• **Records**:

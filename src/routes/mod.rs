pub mod analysis;
pub mod health;
pub mod pricing;
pub mod projects;

use axum::{
    extract::DefaultBodyLimit,
    routing::{get, post},
    Router,
};
use std::sync::Arc;

use crate::app::AppState;

/// Build the API router with all routes
pub fn api_router(max_upload_bytes: usize) -> Router<Arc<AppState>> {
    Router::new()
        // Public routes
        .route("/health", get(health::health_check))
        .merge(pricing::pricing_router())
        // Protected routes
        .route(
            "/analysis",
            post(analysis::analyze_file).layer(DefaultBodyLimit::max(max_upload_bytes)),
        )
        .route(
            "/projects",
            get(projects::list_projects).post(projects::save_project),
        )
        .route(
            "/projects/:project_id",
            get(projects::get_project).delete(projects::delete_project),
        )
}
use axum::{http::HeaderValue, Router};
use std::sync::Arc;
use tower_http::{
    cors::{AllowHeaders, AllowMethods, CorsLayer},
    trace::{DefaultMakeSpan, DefaultOnRequest, DefaultOnResponse, TraceLayer},
};
use tracing::Level;

use crate::auth::JwksCache;
use crate::config::Settings;
use crate::middleware::{request_id_layer, X_REQUEST_ID};
use crate::routes;
use crate::services::{AiClient, ProjectStore, RedisCache};

/// Shared application state
#[derive(Clone)]
pub struct AppState {
    pub store: Arc<dyn ProjectStore>,
    pub settings: Settings,
    pub jwks_cache: JwksCache,
    /// `None` when no Redis is configured
    pub cache: Option<RedisCache>,
    pub ai_client: AiClient,
}

impl AppState {
    pub fn new(
        store: Arc<dyn ProjectStore>,
        settings: Settings,
        jwks_cache: JwksCache,
        cache: Option<RedisCache>,
        ai_client: AiClient,
    ) -> Arc<Self> {
        Arc::new(Self {
            store,
            settings,
            jwks_cache,
            cache,
            ai_client,
        })
    }
}

/// Build the complete application with all middleware
pub fn create_app(state: Arc<AppState>) -> Router {
    let cors = build_cors_layer(&state.settings);

    // DEBUG spans keep INFO output to one line per handler log
    let trace_layer = TraceLayer::new_for_http()
        .make_span_with(DefaultMakeSpan::new().level(Level::DEBUG))
        .on_request(DefaultOnRequest::new().level(Level::DEBUG))
        .on_response(DefaultOnResponse::new().level(Level::DEBUG));

    let (set_request_id, propagate_request_id) = request_id_layer();

    Router::new()
        .merge(routes::api_router(state.settings.analysis_max_upload_bytes))
        // Middleware stack (applied bottom-up)
        .layer(propagate_request_id)
        .layer(trace_layer)
        .layer(set_request_id)
        .layer(cors)
        .with_state(state)
}

fn build_cors_layer(settings: &Settings) -> CorsLayer {
    let origins: Vec<HeaderValue> = settings
        .cors_allow_origins
        .iter()
        .filter_map(|origin| origin.parse().ok())
        .collect();

    let max_age = if settings.env.is_dev() {
        std::time::Duration::from_secs(86400)
    } else {
        std::time::Duration::from_secs(3600)
    };

    CorsLayer::new()
        .allow_origin(origins)
        .allow_methods(AllowMethods::list([
            axum::http::Method::GET,
            axum::http::Method::POST,
            axum::http::Method::DELETE,
            axum::http::Method::OPTIONS,
        ]))
        .allow_headers(AllowHeaders::list([
            axum::http::header::AUTHORIZATION,
            axum::http::header::CONTENT_TYPE,
            axum::http::header::ACCEPT,
            axum::http::HeaderName::from_static(X_REQUEST_ID),
        ]))
        .allow_credentials(true)
        .max_age(max_age)
}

• **Your task**: Take the word "HeaderValue" and find each line of the material that contains it. Copy those lines.

• **Exercise output**:
use axum::{http::HeaderValue, Router};
    let origins: Vec<HeaderValue> = settings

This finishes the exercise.